Although LSGB is an invasive procedure, it is quite simple in technical terms and does not require significant financial resources, including anesthesiological preparation and full operating block conditions. The procedure can be performed after the patient has been prepared in the treatment room. From our experience, LSGB following topical anesthetic spray application is well-tolerated by patients and very rarely involves local complications.
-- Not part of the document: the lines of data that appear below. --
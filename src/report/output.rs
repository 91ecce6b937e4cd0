//! Tabular outputs of a sweep: the projected filtered rows and the per-value means.

use std::path::Path;

use crate::core::column::Column;
use crate::core::sweep::{SweepAxis, SweepResult};
use crate::core::table::ResultRow;
use crate::error::{Result, SweepError};

fn format_metric(column: Column, row: &ResultRow) -> String {
    match column {
        Column::Triangles => row.triangles.to_string(),
        Column::Leaves => row.leaves.to_string(),
        other => row.metric(other).map(|v| v.to_string()).unwrap_or_default(),
    }
}

/// Filtered rows reduced to the key column and the metric columns.
/// Rows with no value on the axis are left out.
pub fn write_projection(
    path: &Path,
    key_header: &str,
    axis: SweepAxis,
    metrics: &[Column],
    rows: &[&ResultRow],
) -> Result<usize> {
    let mut writer = csv::Writer::from_path(path).map_err(|e| SweepError::csv(path, e))?;

    let mut header = vec![key_header.to_string()];
    header.extend(metrics.iter().map(|m| m.header().to_string()));
    writer
        .write_record(&header)
        .map_err(|e| SweepError::csv(path, e))?;

    let mut written = 0usize;
    for row in rows {
        let Some(key) = axis.key(row) else {
            continue;
        };
        let mut record = vec![key.to_string()];
        record.extend(metrics.iter().map(|&m| format_metric(m, row)));
        writer
            .write_record(&record)
            .map_err(|e| SweepError::csv(path, e))?;
        written += 1;
    }
    writer.flush().map_err(|e| SweepError::io(path, e))?;
    Ok(written)
}

/// One row per sweep value: key, row count, then one mean per metric.
pub fn write_summary(path: &Path, key_header: &str, result: &SweepResult) -> Result<()> {
    let mut writer = csv::Writer::from_path(path).map_err(|e| SweepError::csv(path, e))?;

    let mut header = vec![key_header.to_string(), "count".to_string()];
    header.extend(result.metrics.iter().map(|m| m.header().to_string()));
    writer
        .write_record(&header)
        .map_err(|e| SweepError::csv(path, e))?;

    for point in &result.points {
        let mut record = vec![point.key.to_string(), point.count.to_string()];
        record.extend(point.means.iter().map(|m| format!("{m:.3}")));
        writer
            .write_record(&record)
            .map_err(|e| SweepError::csv(path, e))?;
    }
    writer.flush().map_err(|e| SweepError::io(path, e))?;
    Ok(())
}
#![allow(dead_code)]

use std::fs;
use std::path::PathBuf;

use benchsweep::config::SweepConfig;

pub const HEADER: &str = "Iterations,GenerationTime(ms),RenderTime(ms),Triangles,Leaves,wigth,height,shadowmap,CameraYaw";

pub fn unique_dir(name: &str) -> PathBuf {
    let mut path = std::env::temp_dir();
    path.push(format!(
        "benchsweep_{}_{}",
        name,
        std::time::SystemTime::now()
            .duration_since(std::time::UNIX_EPOCH)
            .unwrap()
            .as_nanos()
    ));
    fs::create_dir_all(&path).unwrap();
    path
}

fn push_row(
    out: &mut String,
    iterations: i64,
    render_ms: f64,
    (width, height): (i64, i64),
    shadow_map: i64,
    yaw: f64,
) {
    let gen_ms = iterations as f64 * 1.5;
    let triangles = 100 * iterations;
    let leaves = 8 * iterations;
    out.push_str(&format!(
        "{iterations},{gen_ms:.3},{render_ms:.3},{triangles},{leaves},{width},{height},{shadow_map},{yaw:.1}\n"
    ));
}

/// A result table covering all four stages the way the benchmark runner
/// writes them: two runs per configuration, yaw `-1.0` outside the yaw stage.
pub fn full_suite_csv() -> String {
    let mut csv = format!("{HEADER}\n");
    for iterations in 2..=6 {
        for run in 0..2 {
            let render = 400.0 + iterations as f64 * 10.0 + run as f64;
            push_row(&mut csv, iterations, render, (1920, 1080), 2048, -1.0);
        }
    }
    for (i, res) in [(2560, 1440), (256, 144), (640, 360), (1280, 720)]
        .into_iter()
        .enumerate()
    {
        push_row(&mut csv, 5, 100.0 + i as f64, res, 2048, -1.0);
    }
    for (i, shadow) in [4096, 128, 1024, 256].into_iter().enumerate() {
        push_row(&mut csv, 5, 430.0 + i as f64, (1920, 1080), shadow, -1.0);
    }
    for yaw in [30.0, 0.0, 15.0] {
        push_row(&mut csv, 5, 500.0 + yaw, (1920, 1080), 2048, yaw);
    }
    csv
}

pub fn write_input(dir: &PathBuf, contents: &str) -> PathBuf {
    let path = dir.join("benchmark_result.csv");
    fs::write(&path, contents).unwrap();
    path
}

/// Default stages without charts, so runs do not depend on system fonts.
pub fn tables_only_config(input: &PathBuf, out_dir: &PathBuf) -> SweepConfig {
    let mut cfg = SweepConfig::default();
    cfg.io.input = input.display().to_string();
    cfg.io.output_dir = out_dir.display().to_string();
    for stage in &mut cfg.stages {
        stage.charts.clear();
    }
    cfg
}

pub fn read_lines(path: &PathBuf) -> Vec<String> {
    fs::read_to_string(path)
        .unwrap()
        .lines()
        .map(str::to_string)
        .collect()
}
Patients presenting with anti-SSA antibodies were not different from antibody-negative patients in terms of age, UWS rate, or changes in major salivary gland ultrasound scans.

In addition, large-scale analyses of pSS patients revealed an association between the presence of lymphocyte infiltrations meeting the FS criteria and anti-SSA and anti-SSB antibodies, RF, higher IgG levels, and clinical signs of dryness of both mouth and eyes [16, 17].

Besides, higher FS values were associated with the possibility of lymphomas developing in the course of SS [18]. Hence, thorough histopathological evaluation of LSGB specimens, including germinal centers' assessment, may be of prognostic importance as early as at the SS diagnostic stage [19]. Given the above data, this is another reason to assess FS regardless of the value of the UWS.

The logistic regression analysis results revealed that severe US activity was an independent predictor of moderate and high pSS activity [20]. The presence of lymphoma increased significantly, with a higher risk for moderate disease activity. It is all the more indicative of the need to perform LSGBs to evaluate SS activity, particularly in patients with xerostomia and UWS of < 0.4 mL/min. In our patients, changes observable in ultrasound scans of major salivary glands were found mainly in pSS patients. They were nearly completely lacking in the control group. Given this, we believe that along with the UWS rate measurements, changes observable in ultrasound scans of major salivary glands may comprise a significant non-invasive criterion in SS diagnostics.

The limitations of this study include a small sample of the study group, which needs further studies.

In conclusion, LSGB should be performed in all suspected pSS cases, regardless of the UWS rate value. In patients with suspected pSS, only less than one-half of the UWS measurements are below the value of 0.1 mL/min adopted as the threshold in the classification criteria for pSS.